Now, how keen are you on gates? For the sake of completeness, you should see the splendid west gate on the far side of the fort but we shall be understanding if you decided to skip this part of the tour; we can leave you sitting morosely on part of the site (assuming it’s not raining, which it does quite a lot at Housesteads). Two portals again, both ultimately blocked (the northern first, it is suggested), and the north pier surviving to the height of the arch springer. Slots can still be found to secure the gates, as can the usual sockets, threshold blocks, and more marking-out lines.

Outside the fort are some of the vicus buildings. Next to the south gate is the House of the Beneficarius [sic] (yes, there were even spelling errors on old Ministry of Works signs), and further down the hill is the inspiringly named Murder House (you’ll never guess what happened there: two Roman bodies under a newly laid floor, one with the tip of a blade between the ribs).
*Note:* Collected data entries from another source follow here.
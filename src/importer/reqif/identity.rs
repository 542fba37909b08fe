// ==========================================
// 记录标识解析策略
// ==========================================
// 规则（顺序执行，命中即返回）:
// 1. IDENTIFIER 存在且稳定 → Primary
// 2. IDENTIFIER 缺失或疑似工具生成（UUID 形态），且存在兜底名称 → NameFallback
// 3. IDENTIFIER 疑似不稳定但无兜底 → 仍使用 Primary
// 4. 两者皆无 → None（记录跳过）
// ==========================================

use crate::domain::types::IdStrategy;
use uuid::Uuid;

const UUID_TEXT_LEN: usize = 36;

/// 标识是否疑似由工具生成（每次导出都可能变化）
///
/// 识别形态: 纯 UUID、`_` 前缀 UUID、任意前缀 + 36 位带连字符 UUID 结尾
pub fn is_suspect_unstable(identifier: &str) -> bool {
    let trimmed = identifier.trim().trim_start_matches('_');
    if Uuid::parse_str(trimmed).is_ok() {
        return true;
    }

    if trimmed.len() > UUID_TEXT_LEN {
        let split = trimmed.len() - UUID_TEXT_LEN;
        if trimmed.is_char_boundary(split) {
            return Uuid::parse_str(&trimmed[split..]).is_ok();
        }
    }

    false
}

/// 解析记录的稳定标识
///
/// # 参数
/// - primary: SPEC-OBJECT@IDENTIFIER
/// - fallback: 兜底名称（配置的名称属性，或 LONG-NAME）
///
/// # 返回
/// - Some((标识, 策略))
/// - None: 无可用标识
pub fn resolve_identifier(
    primary: Option<&str>,
    fallback: Option<&str>,
) -> Option<(String, IdStrategy)> {
    let primary = primary.map(str::trim).filter(|s| !s.is_empty());
    let fallback = fallback.map(str::trim).filter(|s| !s.is_empty());

    match (primary, fallback) {
        (Some(id), Some(name)) if is_suspect_unstable(id) => {
            Some((name.to_string(), IdStrategy::NameFallback))
        }
        (Some(id), _) => Some((id.to_string(), IdStrategy::Primary)),
        (None, Some(name)) => Some((name.to_string(), IdStrategy::NameFallback)),
        (None, None) => None,
    }
}

#[cfg(test)]
mod tests {
    use super::*;

    #[test]
    fn test_suspect_unstable_detection() {
        assert!(is_suspect_unstable("3f2504e0-4f89-11d3-9a0c-0305e82c3301"));
        assert!(is_suspect_unstable("_3f2504e0-4f89-11d3-9a0c-0305e82c3301"));
        assert!(is_suspect_unstable("rmf-3f2504e0-4f89-11d3-9a0c-0305e82c3301"));
        assert!(!is_suspect_unstable("REQ-001"));
        assert!(!is_suspect_unstable("R1"));
    }

    #[test]
    fn test_stable_primary_wins() {
        assert_eq!(
            resolve_identifier(Some("REQ-001"), Some("Brake force")),
            Some(("REQ-001".to_string(), IdStrategy::Primary))
        );
    }

    #[test]
    fn test_unstable_primary_falls_back() {
        assert_eq!(
            resolve_identifier(Some("_3f2504e0-4f89-11d3-9a0c-0305e82c3301"), Some("SYS-42")),
            Some(("SYS-42".to_string(), IdStrategy::NameFallback))
        );
    }

    #[test]
    fn test_unstable_primary_without_fallback_is_kept() {
        let id = "_3f2504e0-4f89-11d3-9a0c-0305e82c3301";
        assert_eq!(
            resolve_identifier(Some(id), None),
            Some((id.to_string(), IdStrategy::Primary))
        );
    }

    #[test]
    fn test_missing_primary() {
        assert_eq!(
            resolve_identifier(Some("  "), Some("Name")),
            Some(("Name".to_string(), IdStrategy::NameFallback))
        );
        assert_eq!(resolve_identifier(None, Some("")), None);
    }
}
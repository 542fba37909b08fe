// ==========================================
// 需求协调驾驶舱 - 导入审计日志仓储
// ==========================================
// 红线: 仅追加；更新/删除由触发器拒绝
// ==========================================

use crate::domain::import::ImportLogEntry;
use crate::domain::types::ImportKind;
use crate::repository::error::{RepositoryError, RepositoryResult};
use crate::repository::row_codec::{enum_col, format_ts, json_col, ts_col};
use rusqlite::{params, Connection, Row, Transaction};
use std::sync::{Arc, Mutex};

pub struct ImportLogRepository {
    conn: Arc<Mutex<Connection>>,
}

impl ImportLogRepository {
    pub fn new(conn: Arc<Mutex<Connection>>) -> Self {
        Self { conn }
    }

    fn get_conn(&self) -> RepositoryResult<std::sync::MutexGuard<Connection>> {
        self.conn
            .lock()
            .map_err(|e| RepositoryError::LockError(e.to_string()))
    }

    /// 在导入事务中追加日志（与数据写入同提交同回滚）
    pub fn insert_tx(tx: &Transaction, entry: &ImportLogEntry) -> RepositoryResult<()> {
        tx.execute(
            r#"
            INSERT INTO import_log (
                import_id, project_id, kind, source_name, iteration_key, supplier_id,
                created_count, updated_count, skipped_count, matched_count, unmatched_count,
                warning_count, summary_json, imported_at
            ) VALUES (?1, ?2, ?3, ?4, ?5, ?6, ?7, ?8, ?9, ?10, ?11, ?12, ?13, ?14)
            "#,
            params![
                entry.import_id,
                entry.project_id,
                entry.kind.to_db_str(),
                entry.source_name,
                entry.iteration_key,
                entry.supplier_id,
                entry.created as i64,
                entry.updated as i64,
                entry.skipped as i64,
                entry.matched as i64,
                entry.unmatched as i64,
                entry.warning_count as i64,
                entry.summary_json.to_string(),
                format_ts(&entry.imported_at),
            ],
        )?;
        Ok(())
    }

    /// 项目导入日志（最新在前）
    pub fn list_by_project(&self, project_id: i64, limit: usize) -> RepositoryResult<Vec<ImportLogEntry>> {
        let conn = self.get_conn()?;
        let mut stmt = conn.prepare(
            r#"
            SELECT import_id, project_id, kind, source_name, iteration_key, supplier_id,
                   created_count, updated_count, skipped_count, matched_count, unmatched_count,
                   warning_count, summary_json, imported_at
            FROM import_log
            WHERE project_id = ?1
            ORDER BY imported_at DESC, rowid DESC
            LIMIT ?2
            "#,
        )?;
        let entries = stmt
            .query_map(params![project_id, limit as i64], map_entry)?
            .collect::<Result<Vec<_>, _>>()?;
        Ok(entries)
    }
}

fn map_entry(row: &Row) -> rusqlite::Result<ImportLogEntry> {
    Ok(ImportLogEntry {
        import_id: row.get(0)?,
        project_id: row.get(1)?,
        kind: enum_col(row, 2, ImportKind::from_str)?,
        source_name: row.get(3)?,
        iteration_key: row.get(4)?,
        supplier_id: row.get(5)?,
        created: row.get::<_, i64>(6)? as usize,
        updated: row.get::<_, i64>(7)? as usize,
        skipped: row.get::<_, i64>(8)? as usize,
        matched: row.get::<_, i64>(9)? as usize,
        unmatched: row.get::<_, i64>(10)? as usize,
        warning_count: row.get::<_, i64>(11)? as usize,
        summary_json: json_col(row, 12)?,
        imported_at: ts_col(row, 13)?,
    })
}

#[cfg(test)]
mod tests {
    use super::*;
    use crate::db::open_in_memory_store;
    use crate::repository::row_codec::now;
    use crate::repository::ProjectRepository;

    fn entry(project_id: i64, import_id: &str) -> ImportLogEntry {
        ImportLogEntry {
            import_id: import_id.to_string(),
            project_id,
            kind: ImportKind::Master,
            source_name: "master.reqif".to_string(),
            iteration_key: None,
            supplier_id: None,
            created: 3,
            updated: 0,
            skipped: 1,
            matched: 0,
            unmatched: 0,
            warning_count: 1,
            summary_json: serde_json::json!({"created": 3}),
            imported_at: now(),
        }
    }

    #[test]
    fn test_append_and_list() {
        let store = open_in_memory_store().unwrap();
        let project = ProjectRepository::new(store.clone()).insert("P", None).unwrap();
        let repo = ImportLogRepository::new(store.clone());

        {
            let conn = store.lock().unwrap();
            let tx = conn.unchecked_transaction().unwrap();
            ImportLogRepository::insert_tx(&tx, &entry(project.project_id, "a")).unwrap();
            ImportLogRepository::insert_tx(&tx, &entry(project.project_id, "b")).unwrap();
            tx.commit().unwrap();
        }

        let entries = repo.list_by_project(project.project_id, 10).unwrap();
        assert_eq!(entries.len(), 2);
        assert_eq!(entries[0].created, 3);
        assert_eq!(entries[0].summary_json["created"], 3);
        assert_eq!(repo.list_by_project(project.project_id, 1).unwrap().len(), 1);
    }

    #[test]
    fn test_log_is_append_only() {
        let store = open_in_memory_store().unwrap();
        let project = ProjectRepository::new(store.clone()).insert("P", None).unwrap();

        let conn = store.lock().unwrap();
        let tx = conn.unchecked_transaction().unwrap();
        ImportLogRepository::insert_tx(&tx, &entry(project.project_id, "a")).unwrap();
        tx.commit().unwrap();

        let err: RepositoryError = conn
            .execute("UPDATE import_log SET created_count = 0", [])
            .unwrap_err()
            .into();
        assert!(matches!(err, RepositoryError::ImmutableViolation(_)));
    }
}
Don’t make the mistake of thinking the circular well enclosure is Roman; that belongs to Housesteads’ long history as a farmstead, rather than a Roman fascination with building circular structures with no apparent entrance.

If you’re hungry for more, you can find further photos of Housesteads here.

Leaving the fort, we pass up the exterior of its western wall and make for the plantation and a rare treat: the only chance to actually walk on the curtain wall. Once upon a time, walkers merrily yomped along the top of the wall in the central sector without giving much thought to the damage they were doing. Increases in visitor numbers mean such access has had to be limited to this one carefully controlled section, here in the woods immediately west of Housesteads fort. It should be pointed out that the drop to the north is a bit hairy and there is a popular climbing pitch along here. Occasionally, richly accoutred climbers will pop up whilst you are heading along the top. Smile benignly at them and pass on. The vertiginously inclined can walk on a path immediately to the south of the curtain wall, but still in the plantation; should you be dendrophobic, then you can take the Military Way west from the fort (a broad mown strip) and skip the woodland altogether.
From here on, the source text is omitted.